There are two names on the outside of the venue, and the evening’s bearded, avuncular star is aware of the absurdity of this situation. “Who have you come to see?” he asks. “Yusuf or Cat Stevens?”
Whatever his name is, he has one of the most singular backstories in contemporary music history. Cat Stevens was a truly engaging and prolific singer-songwriter until 1979 when he converted to Islam, changed his name to Yusuf Islam and vanished from the music industry for 27 years – an absence that he jocularly refers to tonight as “taking a short break”.
He was quite a loss. The first of the two sets that he plays here shows that, at his peak, he had an almost McCartney-esque gift for sublime melodies and whimsical, big-hearted lyricism. Quicksilver ditties such as Wild World and the yearning, open-wound The First Cut is the Deepest are insatiable, intoxicatingly breathless folk-pop. The delicately reflective Moonshadow could even give hippy mysticism a good name.
The tone shifts in the second half of the evening when he showcases his new album, Tell ’Em I’m Gone. It’s a tribute to the deep south R&B he loved in his youth, but his nimble talent is buried beneath its bluesy plod.

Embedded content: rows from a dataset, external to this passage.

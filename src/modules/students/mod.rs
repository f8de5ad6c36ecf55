//! Student records.
//!
//! CRUD collaborator behind the access gate. Student records are reviewed
//! (enrollment toggled by a named reviewer) rather than deleted.

pub mod controller;
pub mod model;
pub mod router;
pub mod service;
//! PostgreSQL [`RoleStore`].
//!
//! Queries are checked at runtime so the crate builds without a database.
//! The switch transaction locks the user's assignment rows up front, which
//! serializes switches per user; a partial unique index on
//! `role_assignments (user_id) WHERE active` backs the one-active invariant
//! at the schema level.

use anyhow::anyhow;
use async_trait::async_trait;
use sqlx::PgPool;
use sqlx::prelude::FromRow;
use uuid::Uuid;

use crate::access::catalog::Permission;
use crate::utils::errors::AppError;

use super::{Role, RoleStatus, RoleStore, RoleWithPermissions};

#[derive(Clone)]
pub struct PgRoleStore {
    pool: PgPool,
}

impl PgRoleStore {
    pub fn new(pool: PgPool) -> Self {
        Self { pool }
    }

    async fn fetch_permissions(&self, role_id: Uuid) -> Result<Vec<Permission>, AppError> {
        let rows = sqlx::query_as::<_, PermissionRow>(
            r#"SELECT resource, action FROM role_permissions
            WHERE role_id = $1
            ORDER BY resource, action"#,
        )
        .bind(role_id)
        .fetch_all(&self.pool)
        .await?;

        rows.into_iter().map(PermissionRow::into_domain).collect()
    }
}

#[derive(FromRow)]
struct RoleRow {
    id: Uuid,
    name: String,
    status: String,
    created_at: chrono::DateTime<chrono::Utc>,
    updated_at: chrono::DateTime<chrono::Utc>,
}

impl RoleRow {
    fn into_domain(self) -> Result<Role, AppError> {
        let status = self
            .status
            .parse::<RoleStatus>()
            .map_err(|_| AppError::internal(anyhow!("unexpected role status '{}' in store", self.status)))?;

        Ok(Role {
            id: self.id,
            name: self.name,
            status,
            created_at: self.created_at,
            updated_at: self.updated_at,
        })
    }
}

#[derive(FromRow)]
struct PermissionRow {
    resource: String,
    action: String,
}

impl PermissionRow {
    fn into_domain(self) -> Result<Permission, AppError> {
        let resource = self
            .resource
            .parse()
            .map_err(|_| AppError::internal(anyhow!("unexpected resource '{}' in store", self.resource)))?;
        let action = self
            .action
            .parse()
            .map_err(|_| AppError::internal(anyhow!("unexpected action '{}' in store", self.action)))?;

        Ok(Permission { resource, action })
    }
}

#[async_trait]
impl RoleStore for PgRoleStore {
    async fn create_role(&self, name: &str) -> Result<Role, AppError> {
        let row = sqlx::query_as::<_, RoleRow>(
            r#"INSERT INTO roles (name, status)
            VALUES ($1, 'inactive')
            RETURNING id, name, status, created_at, updated_at"#,
        )
        .bind(name)
        .fetch_one(&self.pool)
        .await
        .map_err(|e| {
            if let sqlx::Error::Database(db_err) = &e {
                if db_err.is_unique_violation() {
                    return AppError::conflict(anyhow!("A role named '{}' already exists", name));
                }
            }
            AppError::from(e)
        })?;

        row.into_domain()
    }

    async fn rename_role(&self, role_id: Uuid, name: &str) -> Result<Role, AppError> {
        let row = sqlx::query_as::<_, RoleRow>(
            r#"UPDATE roles SET name = $2, updated_at = NOW()
            WHERE id = $1
            RETURNING id, name, status, created_at, updated_at"#,
        )
        .bind(role_id)
        .bind(name)
        .fetch_optional(&self.pool)
        .await
        .map_err(|e| {
            if let sqlx::Error::Database(db_err) = &e {
                if db_err.is_unique_violation() {
                    return AppError::conflict(anyhow!("A role named '{}' already exists", name));
                }
            }
            AppError::from(e)
        })?
        .ok_or_else(|| AppError::not_found(anyhow!("Role not found")))?;

        row.into_domain()
    }

    async fn list_roles(&self, status: Option<RoleStatus>) -> Result<Vec<Role>, AppError> {
        let rows = match status {
            Some(status) => {
                sqlx::query_as::<_, RoleRow>(
                    r#"SELECT id, name, status, created_at, updated_at FROM roles
                    WHERE status = $1
                    ORDER BY created_at, id"#,
                )
                .bind(status.as_str())
                .fetch_all(&self.pool)
                .await?
            }
            None => {
                sqlx::query_as::<_, RoleRow>(
                    r#"SELECT id, name, status, created_at, updated_at FROM roles
                    ORDER BY created_at, id"#,
                )
                .fetch_all(&self.pool)
                .await?
            }
        };

        rows.into_iter().map(RoleRow::into_domain).collect()
    }

    async fn get_role(&self, role_id: Uuid) -> Result<Option<Role>, AppError> {
        let row = sqlx::query_as::<_, RoleRow>(
            r#"SELECT id, name, status, created_at, updated_at FROM roles WHERE id = $1"#,
        )
        .bind(role_id)
        .fetch_optional(&self.pool)
        .await?;

        row.map(RoleRow::into_domain).transpose()
    }

    async fn set_role_status(&self, role_id: Uuid, status: RoleStatus) -> Result<Role, AppError> {
        let row = sqlx::query_as::<_, RoleRow>(
            r#"UPDATE roles SET status = $2, updated_at = NOW()
            WHERE id = $1
            RETURNING id, name, status, created_at, updated_at"#,
        )
        .bind(role_id)
        .bind(status.as_str())
        .fetch_optional(&self.pool)
        .await?
        .ok_or_else(|| AppError::not_found(anyhow!("Role not found")))?;

        row.into_domain()
    }

    async fn grant_permission(
        &self,
        role_id: Uuid,
        permission: Permission,
    ) -> Result<RoleWithPermissions, AppError> {
        let role = self
            .get_role(role_id)
            .await?
            .ok_or_else(|| AppError::not_found(anyhow!("Role not found")))?;

        sqlx::query(
            r#"INSERT INTO role_permissions (role_id, resource, action)
            VALUES ($1, $2, $3)
            ON CONFLICT (role_id, resource, action) DO NOTHING"#,
        )
        .bind(role_id)
        .bind(permission.resource.as_str())
        .bind(permission.action.as_str())
        .execute(&self.pool)
        .await?;

        let permissions = self.fetch_permissions(role_id).await?;

        Ok(RoleWithPermissions { role, permissions })
    }

    async fn list_permissions(&self, role_id: Uuid) -> Result<Option<Vec<Permission>>, AppError> {
        if self.get_role(role_id).await?.is_none() {
            return Ok(None);
        }

        Ok(Some(self.fetch_permissions(role_id).await?))
    }

    async fn list_users_for_role(&self, role_id: Uuid) -> Result<Option<Vec<Uuid>>, AppError> {
        if self.get_role(role_id).await?.is_none() {
            return Ok(None);
        }

        let user_ids = sqlx::query_scalar::<_, Uuid>(
            r#"SELECT user_id FROM role_assignments
            WHERE role_id = $1
            ORDER BY assigned_at, user_id"#,
        )
        .bind(role_id)
        .fetch_all(&self.pool)
        .await?;

        Ok(Some(user_ids))
    }

    async fn assign_role(&self, user_id: Uuid, role_id: Uuid) -> Result<(), AppError> {
        if self.get_role(role_id).await?.is_none() {
            return Err(AppError::not_found(anyhow!("Role not found")));
        }

        sqlx::query(
            r#"INSERT INTO role_assignments (user_id, role_id, active)
            VALUES ($1, $2, FALSE)
            ON CONFLICT (user_id, role_id) DO NOTHING"#,
        )
        .bind(user_id)
        .bind(role_id)
        .execute(&self.pool)
        .await?;

        Ok(())
    }

    async fn holds_assignment(&self, user_id: Uuid, role_id: Uuid) -> Result<bool, AppError> {
        let held = sqlx::query_scalar::<_, bool>(
            r#"SELECT EXISTS(
                SELECT 1 FROM role_assignments WHERE user_id = $1 AND role_id = $2
            )"#,
        )
        .bind(user_id)
        .bind(role_id)
        .fetch_one(&self.pool)
        .await?;

        Ok(held)
    }

    async fn active_role_id(&self, user_id: Uuid) -> Result<Option<Uuid>, AppError> {
        let role_id = sqlx::query_scalar::<_, Uuid>(
            r#"SELECT role_id FROM role_assignments WHERE user_id = $1 AND active"#,
        )
        .bind(user_id)
        .fetch_optional(&self.pool)
        .await?;

        Ok(role_id)
    }

    async fn has_permission(
        &self,
        role_id: Uuid,
        permission: Permission,
    ) -> Result<bool, AppError> {
        let held = sqlx::query_scalar::<_, bool>(
            r#"SELECT EXISTS(
                SELECT 1 FROM role_permissions
                WHERE role_id = $1 AND resource = $2 AND action = $3
            )"#,
        )
        .bind(role_id)
        .bind(permission.resource.as_str())
        .bind(permission.action.as_str())
        .fetch_one(&self.pool)
        .await?;

        Ok(held)
    }

    async fn switch_active_role(
        &self,
        user_id: Uuid,
        target_role_id: Uuid,
    ) -> Result<RoleWithPermissions, AppError> {
        let mut tx = self.pool.begin().await?;

        // Locks every assignment row of this user for the duration of the
        // transaction; a concurrent switch for the same user queues here.
        // Dropping the transaction on any early return rolls back.
        let held_roles = sqlx::query_scalar::<_, Uuid>(
            r#"SELECT role_id FROM role_assignments WHERE user_id = $1 FOR UPDATE"#,
        )
        .bind(user_id)
        .fetch_all(&mut *tx)
        .await?;

        if !held_roles.contains(&target_role_id) {
            return Err(AppError::forbidden(anyhow!("You do not hold this role")));
        }

        let role = sqlx::query_as::<_, RoleRow>(
            r#"SELECT id, name, status, created_at, updated_at FROM roles WHERE id = $1"#,
        )
        .bind(target_role_id)
        .fetch_optional(&mut *tx)
        .await?
        .map(RoleRow::into_domain)
        .transpose()?;

        let role = match role {
            Some(role) if role.status == RoleStatus::Active => role,
            _ => {
                return Err(AppError::forbidden(anyhow!(
                    "This role is not currently active"
                )));
            }
        };

        sqlx::query(r#"UPDATE role_assignments SET active = FALSE WHERE user_id = $1 AND active"#)
            .bind(user_id)
            .execute(&mut *tx)
            .await?;

        sqlx::query(
            r#"UPDATE role_assignments SET active = TRUE WHERE user_id = $1 AND role_id = $2"#,
        )
        .bind(user_id)
        .bind(target_role_id)
        .execute(&mut *tx)
        .await?;

        let permission_rows = sqlx::query_as::<_, PermissionRow>(
            r#"SELECT resource, action FROM role_permissions
            WHERE role_id = $1
            ORDER BY resource, action"#,
        )
        .bind(target_role_id)
        .fetch_all(&mut *tx)
        .await?;

        tx.commit().await?;

        let permissions = permission_rows
            .into_iter()
            .map(PermissionRow::into_domain)
            .collect::<Result<Vec<_>, _>>()?;

        Ok(RoleWithPermissions { role, permissions })
    }
}
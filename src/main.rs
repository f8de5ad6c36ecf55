use dotenvy::dotenv;
use hallpass::config::database::run_migrations;
use hallpass::config::server::ServerConfig;
use hallpass::logging::LogFormat;
use hallpass::router::init_router;
use hallpass::state::init_app_state;
use tracing_subscriber::layer::SubscriberExt;
use tracing_subscriber::util::SubscriberInitExt;

#[tokio::main]
async fn main() {
    dotenv().ok();

    let env_filter = tracing_subscriber::EnvFilter::try_from_default_env().unwrap_or_else(|_| {
        // axum logs rejections from built-in extractors with the `axum::rejection`
        // target, at `TRACE` level. `axum::rejection=trace` enables showing those events
        format!(
            "{}=debug,tower_http=debug,axum::rejection=trace",
            env!("CARGO_CRATE_NAME")
        )
        .into()
    });

    let registry = tracing_subscriber::registry().with(env_filter);
    match LogFormat::from_env() {
        LogFormat::Json => registry
            .with(tracing_subscriber::fmt::layer().json())
            .init(),
        LogFormat::Pretty => registry.with(tracing_subscriber::fmt::layer()).init(),
    }

    let state = init_app_state().await;
    run_migrations(&state.db).await;

    let server_config = ServerConfig::from_env();
    let app = init_router(state);

    let listener = tokio::net::TcpListener::bind(server_config.bind_addr())
        .await
        .expect("Failed to bind listener");
    println!("🚀 Server running on http://{}", server_config.bind_addr());
    println!(
        "📚 Swagger UI available at http://{}/swagger-ui",
        server_config.bind_addr()
    );
    println!(
        "📖 Scalar UI available at http://{}/scalar",
        server_config.bind_addr()
    );
    axum::serve(listener, app).await.expect("Server error");
}
//! Academic departments.

pub mod controller;
pub mod model;
pub mod router;
pub mod service;
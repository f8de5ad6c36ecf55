use axum::http::HeaderValue;
use std::env;

/// Origins allowed to call the API from a browser.
#[derive(Clone, Debug)]
pub struct CorsConfig {
    pub allowed_origins: Vec<String>,
}

impl CorsConfig {
    pub fn from_env() -> Self {
        let allowed_origins = env::var("ALLOWED_ORIGINS")
            .unwrap_or_else(|_| "http://localhost:3000,http://localhost:5173".to_string())
            .split(',')
            .map(|s| s.trim().to_string())
            .filter(|s| !s.is_empty())
            .collect();

        Self { allowed_origins }
    }

    /// Configured origins as header values, dropping any that do not parse.
    pub fn origins(&self) -> Vec<HeaderValue> {
        self.allowed_origins
            .iter()
            .filter_map(|origin| origin.parse().ok())
            .collect()
    }
}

His own material such as I Was Raised in Babylon and Gold Digger is little more than adequately generic; the covers of Procol Harum’s The Devil Came from Kansas and the 1930s standard You Are My Sunshine are superfluous.
The audience listens patiently and politely, but the roars that greet the set-closing Father and Son and a rambunctious encore Peace Train answer the question that Yusuf Islam posed at the start of the night. They have come to see Cat Stevens.